AIM OF THE EXERCISE:
In the entries that follow, find every line containing "chunks" and copy it.

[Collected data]
"""
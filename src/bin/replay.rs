//! Replay tool - run a recorded quote capture through the detector
//!
//! Run with: cargo run --bin replay -- captures/session.bin
//!
//! The capture is a plain concatenation of 32-byte wire records. Records are
//! fed in batches; the clock used for staleness is the newest timestamp seen
//! so far, so a replay behaves like the live feed did.

use clap::Parser;
use color_eyre::eyre::{eyre, Result};
use console::style;
use std::fs;
use std::path::PathBuf;
use tracing_subscriber::{layer::SubscriberExt, util::SubscriberInitExt};

use triangulator::feed::{decode_events, MAX_RECORDS_PER_DATAGRAM, RECORD_SIZE};
use triangulator::{ArbitrageSession, Config};

#[derive(Parser, Debug)]
#[command(name = "replay", about = "Replay a quote capture through the arbitrage detector")]
struct Cli {
    /// Capture file of concatenated 32-byte records
    capture: PathBuf,

    /// Records per batch (one detector run per batch)
    #[arg(long, default_value_t = MAX_RECORDS_PER_DATAGRAM)]
    batch: usize,

    /// TOML configuration file for the detector settings
    #[arg(short, long)]
    config: Option<PathBuf>,
}

/// Byte length of a batch; a huge `--batch` means the whole capture at once
fn batch_bytes(batch: usize) -> usize {
    RECORD_SIZE.saturating_mul(batch)
}

fn main() -> Result<()> {
    color_eyre::install()?;

    tracing_subscriber::registry()
        .with(tracing_subscriber::fmt::layer())
        .with(
            tracing_subscriber::EnvFilter::from_default_env()
                .add_directive("triangulator=warn".parse()?),
        )
        .init();

    let cli = Cli::parse();
    if cli.batch == 0 {
        return Err(eyre!("--batch must be at least 1"));
    }

    let config = match &cli.config {
        Some(path) => Config::from_file(path)?,
        None => Config::from_env()?,
    };
    config.detector.validate()?;

    let data = fs::read(&cli.capture)?;
    if data.len() % RECORD_SIZE != 0 {
        println!(
            "{} capture has {} trailing bytes, ignoring them",
            style("⚠").yellow(),
            data.len() % RECORD_SIZE
        );
    }

    println!(
        "🔁 Replaying {} records from {} (batch {})",
        data.len() / RECORD_SIZE,
        cli.capture.display(),
        cli.batch
    );

    let mut session = ArbitrageSession::new(config.detector.clone());
    let mut clock = None;
    let mut found = 0usize;

    for chunk in data.chunks(batch_bytes(cli.batch)) {
        let events = decode_events(chunk);

        let Some(batch_latest) = events.iter().map(|e| e.observed_at).max() else {
            continue;
        };
        let now = match clock {
            Some(prev) if prev > batch_latest => prev,
            _ => batch_latest,
        };
        clock = Some(now);

        if let Some(opportunity) = session.process_batch(&events, now) {
            found += 1;
            let report = &opportunity.report;
            println!(
                "{} {} | {} | {} {:.2} -> {:.6} ({:+.6}%)",
                style("💰").green(),
                now.format("%H:%M:%S%.6f"),
                style(&opportunity.cycle).cyan(),
                report.start,
                report.initial_notional,
                report.final_notional,
                report.profit_percentage()
            );
        }
    }

    let stats = session.stats();
    println!();
    println!("Summary:");
    println!("  • Quotes applied: {}", stats.applied);
    println!("  • Out of sequence: {}", stats.out_of_sequence);
    println!("  • Rejected: {}", stats.rejected);
    println!("  • Stale edges evicted: {}", stats.evicted);
    println!("  • Evaluations: {} ({} skipped)", stats.evaluations, stats.skipped_evaluations);
    println!("  • Untraceable cycles: {}", stats.untraceable);
    println!("  • Opportunities: {}", found);

    Ok(())
}
//! Wire Protocol for the Quote Feed
//!
//! Each datagram carries 1..50 fixed-size 32-byte records, one quote each.
//!
//! Layout:
//! ```text
//! Offset  Size  Field
//! 0       8     timestamp (us since UNIX epoch, big-endian u64)
//! 8       3     base currency (ASCII)
//! 11      3     quote currency (ASCII)
//! 14      8     rate (f64, little-endian)
//! 22      10    padding
//! Total: 32 bytes
//! ```

use chrono::{DateTime, Utc};

use crate::cartographer::{Currency, QuoteEvent};
use crate::error::WireError;

/// Total record size in bytes
pub const RECORD_SIZE: usize = 32;

/// Most records the publisher packs into one datagram
pub const MAX_RECORDS_PER_DATAGRAM: usize = 50;

const TS_RANGE: std::ops::Range<usize> = 0..8;
const BASE_RANGE: std::ops::Range<usize> = 8..11;
const QUOTE_RANGE: std::ops::Range<usize> = 11..14;
const RATE_RANGE: std::ops::Range<usize> = 14..22;

/// Decode one 32-byte record
pub fn decode_record(bytes: &[u8]) -> Result<QuoteEvent, WireError> {
    if bytes.len() < RECORD_SIZE {
        return Err(WireError::ShortRecord(bytes.len()));
    }

    let micros = u64::from_be_bytes(array(&bytes[TS_RANGE]));
    let observed_at = i64::try_from(micros)
        .ok()
        .and_then(DateTime::<Utc>::from_timestamp_micros)
        .ok_or(WireError::InvalidTimestamp(micros))?;

    let base = currency(&bytes[BASE_RANGE])?;
    let quote = currency(&bytes[QUOTE_RANGE])?;
    let rate = f64::from_le_bytes(array(&bytes[RATE_RANGE]));

    Ok(QuoteEvent::new(base, quote, rate, observed_at))
}

/// Decode every record of a datagram, in order. A trailing partial record
/// shows up as a `ShortRecord` error at the end.
pub fn decode_datagram(data: &[u8]) -> impl Iterator<Item = Result<QuoteEvent, WireError>> + '_ {
    data.chunks(RECORD_SIZE).map(decode_record)
}

/// Encode one record (test fixtures, captures)
pub fn encode_record(event: &QuoteEvent) -> [u8; RECORD_SIZE] {
    let mut out = [0u8; RECORD_SIZE];
    // Pre-epoch timestamps are not representable on the wire
    let micros = event.observed_at.timestamp_micros().max(0) as u64;
    out[TS_RANGE].copy_from_slice(&micros.to_be_bytes());
    out[BASE_RANGE].copy_from_slice(event.base.as_bytes());
    out[QUOTE_RANGE].copy_from_slice(event.quote.as_bytes());
    out[RATE_RANGE].copy_from_slice(&event.rate.to_le_bytes());
    out
}

fn currency(bytes: &[u8]) -> Result<Currency, WireError> {
    Currency::from_bytes(array(bytes))
        .map_err(|_| WireError::InvalidCurrency(hex::encode(bytes)))
}

fn array<const N: usize>(bytes: &[u8]) -> [u8; N] {
    let mut out = [0u8; N];
    out.copy_from_slice(&bytes[..N]);
    out
}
"""
EXPECTED ANSWER:
    for chunk in data.chunks(batch_bytes(cli.batch)) {
    data.chunks(RECORD_SIZE).map(decode_record)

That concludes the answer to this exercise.